Mais, au-delà des querelles de chapelle entre libres-penseurs, héritiers malgré du sécularisme chrétiens, et cathos pratiquants, la bataille se mène sur le front identitaire. Comme le pressent Elisabeth Lévy, « ce qui enrage les cathos cuvée 2015, c’est une certaine façon de nier ce qu’ils sont et de dénigrer ce qu’ils ont été, un refus de concéder à leur droit d’aînesse le moindre privilège symbolique ». Mais du réveil des consciences à la tentation de devenir une minorité opprimée parmi d’autres, il y a un abîme car « on ne peut pas éternellement jouer sur deux tableaux : entre les délices de la posture minoritaire et les privilèges ingrats de l’ancienneté, il faut choisir », fait valoir notre cheftaine. De l’avis même des jeunes pousses politiques issues de la Manif pour tous que j’ai interrogées, des pans entiers du catholicisme français rêvent de nouvelles thébaïdes, vivant à l’écart du reste de la société, ce qui est un choix du reste parfaitement respectable mais peu compatible avec l’engagement dans la cité. De Frigide Barjot aux amoureux transis de Marion Le Pen, en passant par ce qu’il reste de chrétiens de gauche et le courant catho de l’UMP, explorons les cinquante nuances du militant catholique.

Le Père Chocholski, recteur du sanctuaire d’Ars, interrogé par Elisabeth Lévy, se félicite d’ailleurs de la diversité électorale des catholiques français, ravi qu’il y ait plusieurs bulletins de vote dans la maison de Père. Ce prêtre républicain et patriote, volontiers ouvert au dialogue avec les autres cultes, réagit aux débats post-Charlie et avoue avoir « bien plus peur des chrétiens tristes que des caricatures du Christ ». Tout aussi fervent catholique, l’acteur Michael Lonsdale, qui assure le doublage d’une série italienne sur saint Padre Pio, nous raconte son itinéraire d’évangélique, décrivant notre paysage multiculturel sans langue de bois.

Les brebis égarées allergiques à l’odeur du vin de messe et de l’hostie feront également ripaille dans ce numéro. En plein dans l’actualité, nous revenons sur la tragédie familiale des Le Pen, versifiée par Corneille, cependant que Paulina Dalmayer se gausse des campagnes néoféministes contre la drague de rue. « Harcelez-moi », supplie-t-elle la gent masculine, à la fureur des nouvelles ligues de vertu. Du côté de la Perse, après la signature de l’accord sur le nucléaire, la journaliste du Figaro Delphine Minoui nous dévoile une société iranienne méconnue, où les femmes s’émancipent malgré la chape de plomb religieuse et le guide Khamenei pose ses pions sur l’échiquier chiite régional.
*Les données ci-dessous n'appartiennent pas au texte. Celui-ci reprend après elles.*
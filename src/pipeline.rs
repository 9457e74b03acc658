//! Chapter-pair batch: pairs staged chapter files by position and aligns
//! them in parallel, isolating per-pair failures so one bad chapter does not
//! sink a book.

use std::fs;
use std::path::{Path, PathBuf};
use std::sync::atomic::{AtomicUsize, Ordering};

use anyhow::Context;
use rayon::prelude::*;

use crate::align::{align_pair, extract_groups, AlignConfig, Strategy};
use crate::document::SentenceSequence;
use crate::embed::EmbeddingProvider;
use crate::progress::ConsoleProgress;

#[derive(Debug, Clone, Copy, PartialEq, Eq)]
pub struct BatchSummary {
    pub aligned: usize,
    pub failed: usize,
}

/// Pairs source and target chapter files by sorted position. Staged files
/// carry a numeric prefix, so lexicographic order is reading order.
pub fn pair_files(
    src: &[PathBuf],
    tgt: &[PathBuf],
    progress: &ConsoleProgress,
) -> Vec<(PathBuf, PathBuf)> {
    let mut src = src.to_vec();
    let mut tgt = tgt.to_vec();
    src.sort();
    tgt.sort();
    if src.len() != tgt.len() {
        progress.warn(format!(
            "{} source files vs {} target files; trailing extras are ignored",
            src.len(),
            tgt.len()
        ));
    }
    src.into_iter().zip(tgt).collect()
}

/// Aligns every pair on a rayon pool and writes one JSON file per pair.
///
/// A failed pair is logged and skipped; the batch itself only errors when
/// nothing at all could be aligned.
pub fn align_batch(
    pairs: &[(PathBuf, PathBuf)],
    out_dir: &Path,
    strategy: Strategy,
    config: &AlignConfig,
    provider: &dyn EmbeddingProvider,
    threads: usize,
    progress: &ConsoleProgress,
) -> anyhow::Result<BatchSummary> {
    fs::create_dir_all(out_dir)
        .with_context(|| format!("create output directory {}", out_dir.display()))?;

    let pool = rayon::ThreadPoolBuilder::new()
        .num_threads(threads)
        .build()
        .context("build worker pool")?;

    let total = pairs.len();
    let done = AtomicUsize::new(0);
    let outcomes: Vec<bool> = pool.install(|| {
        pairs
            .par_iter()
            .map(|(src_path, tgt_path)| {
                let result = align_pair_files(src_path, tgt_path, out_dir, strategy, config, provider);
                let n = done.fetch_add(1, Ordering::SeqCst) + 1;
                let label = format!("{} + {}", display_name(src_path), display_name(tgt_path));
                match result {
                    Ok((groups, used)) => {
                        progress.info(format!("[{n}/{total}] {label}: {groups} groups ({used})"));
                        true
                    }
                    Err(err) => {
                        progress.warn(format!("[{n}/{total}] {label}: {err:#}"));
                        false
                    }
                }
            })
            .collect()
    });

    let aligned = outcomes.iter().filter(|ok| **ok).count();
    let summary = BatchSummary {
        aligned,
        failed: total - aligned,
    };
    if summary.aligned == 0 && summary.failed > 0 {
        anyhow::bail!("all {} chapter pairs failed", summary.failed);
    }
    Ok(summary)
}

fn align_pair_files(
    src_path: &Path,
    tgt_path: &Path,
    out_dir: &Path,
    strategy: Strategy,
    config: &AlignConfig,
    provider: &dyn EmbeddingProvider,
) -> anyhow::Result<(usize, Strategy)> {
    let src = SentenceSequence::from_file(src_path)?;
    let tgt = SentenceSequence::from_file(tgt_path)?;
    let (alignment, used) = align_pair(strategy, config, &src, &tgt, provider)
        .with_context(|| format!("align {} against {}", src.id(), tgt.id()))?;

    let groups = extract_groups(&alignment, &src, &tgt);
    let json = serde_json::to_string_pretty(&groups).context("encode alignment groups")?;
    let out = out_dir.join(format!("{}_{}.json", src.id(), tgt.id()));
    fs::write(&out, json).with_context(|| format!("write {}", out.display()))?;
    Ok((groups.len(), used))
}

fn display_name(path: &Path) -> String {
    path.file_name()
        .map(|n| n.to_string_lossy().into_owned())
        .unwrap_or_else(|| path.display().to_string())
}

#[cfg(test)]
mod tests {
    use tempfile::TempDir;

    use super::*;
    use crate::align::AlignmentGroup;
    use crate::embed::HashedEmbedder;

    fn quiet() -> ConsoleProgress {
        ConsoleProgress::new(false)
    }

    #[test]
    fn files_pair_up_in_sorted_order() {
        let src = vec![PathBuf::from("b/01__x.stage1"), PathBuf::from("b/00__y.stage1")];
        let tgt = vec![
            PathBuf::from("c/01__p.stage1"),
            PathBuf::from("c/00__q.stage1"),
            PathBuf::from("c/02__r.stage1"),
        ];
        let pairs = pair_files(&src, &tgt, &quiet());
        assert_eq!(
            pairs,
            vec![
                (
                    PathBuf::from("b/00__y.stage1"),
                    PathBuf::from("c/00__q.stage1")
                ),
                (
                    PathBuf::from("b/01__x.stage1"),
                    PathBuf::from("c/01__p.stage1")
                ),
            ]
        );
    }

    #[test]
    fn the_batch_writes_one_json_per_pair() {
        let dir = TempDir::new().unwrap();
        let src = dir.path().join("00__ch__a.stage1");
        let tgt = dir.path().join("00__ch__b.stage1");
        fs::write(&src, "A quiet morning.\nThe harbor was empty.\n").unwrap();
        fs::write(&tgt, "A quiet morning.\nThe harbor was empty.\n").unwrap();

        let out_dir = dir.path().join("aligned");
        let provider = HashedEmbedder::default();
        let summary = align_batch(
            &[(src, tgt)],
            &out_dir,
            Strategy::Global,
            &AlignConfig::default(),
            &provider,
            1,
            &quiet(),
        )
        .unwrap();

        assert_eq!(summary, BatchSummary { aligned: 1, failed: 0 });
        let out = out_dir.join("00__ch__a_00__ch__b.json");
        let groups: Vec<AlignmentGroup> =
            serde_json::from_str(&fs::read_to_string(&out).unwrap()).unwrap();
        assert_eq!(groups.len(), 2, "identical two-line chapters align 1-1");
        assert_eq!(groups[0].src_texts, vec!["A quiet morning.".to_string()]);
    }

    #[test]
    fn a_failed_pair_does_not_sink_the_batch() {
        let dir = TempDir::new().unwrap();
        let good_src = dir.path().join("00__a.stage1");
        let good_tgt = dir.path().join("00__b.stage1");
        let empty_src = dir.path().join("01__a.stage1");
        let empty_tgt = dir.path().join("01__b.stage1");
        fs::write(&good_src, "One line.\n").unwrap();
        fs::write(&good_tgt, "One line.\n").unwrap();
        fs::write(&empty_src, "").unwrap();
        fs::write(&empty_tgt, "Still here.\n").unwrap();

        let provider = HashedEmbedder::default();
        let summary = align_batch(
            &[(good_src, good_tgt), (empty_src, empty_tgt)],
            &dir.path().join("aligned"),
            Strategy::Global,
            &AlignConfig::default(),
            &provider,
            1,
            &quiet(),
        )
        .unwrap();
        assert_eq!(summary, BatchSummary { aligned: 1, failed: 1 });
    }

    #[test]
    fn a_batch_with_no_survivors_is_an_error() {
        let dir = TempDir::new().unwrap();
        let src = dir.path().join("00__a.stage1");
        let tgt = dir.path().join("00__b.stage1");
        fs::write(&src, "").unwrap();
        fs::write(&tgt, "Text.\n").unwrap();

        let provider = HashedEmbedder::default();
        let err = align_batch(
            &[(src, tgt)],
            &dir.path().join("aligned"),
            Strategy::Global,
            &AlignConfig::default(),
            &provider,
            1,
            &quiet(),
        )
        .unwrap_err();
        assert!(err.to_string().contains("all 1 chapter pairs failed"));
    }
}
Bref, cela hérissera certains mais la République islamique est bel et la bien la pire ennemie de l’Etat islamique !

Dans notre hotte culturelle, instruits par la parution de deux biographies, nous avons glissé quelques archives compromettantes au sujet de l’architecte français contemporain vénéré dans le monde entier : Le Corbusier. Alors, fasciste ou utopiste ? Les deux, Maréchal, répondent Frédéric Rouvillois et Patrick Mandon ! Au chapitre des heures-les-plus-sombres, avec l’aimable concours de Jean Lopez, nous publions les photos spectaculaires des cent derniers jours du IIIe Reich lorsque la bête nazie agonisante frappait son propre peuple avec la cruauté d’un animal blessé. Et comme l’Histoire connaît parfois d’heureux dénouements, la panthéonisation de Geneviève De Gaulle et Germaine Tillion nous offre l’occasion d’honorer les résistants méconnus, fussent-ils communistes dissidents ou royalistes intrépides.

Pour finir, je manquerai à tous mes devoirs en oubliant de mentionner les chroniques de Basile de Koch, Alain Finkielkraut, Roland Jaccard, et L’ouvreuse qui ensoleillent ce printemps pluvieux. À vos marques, prêts, achetez Causeur !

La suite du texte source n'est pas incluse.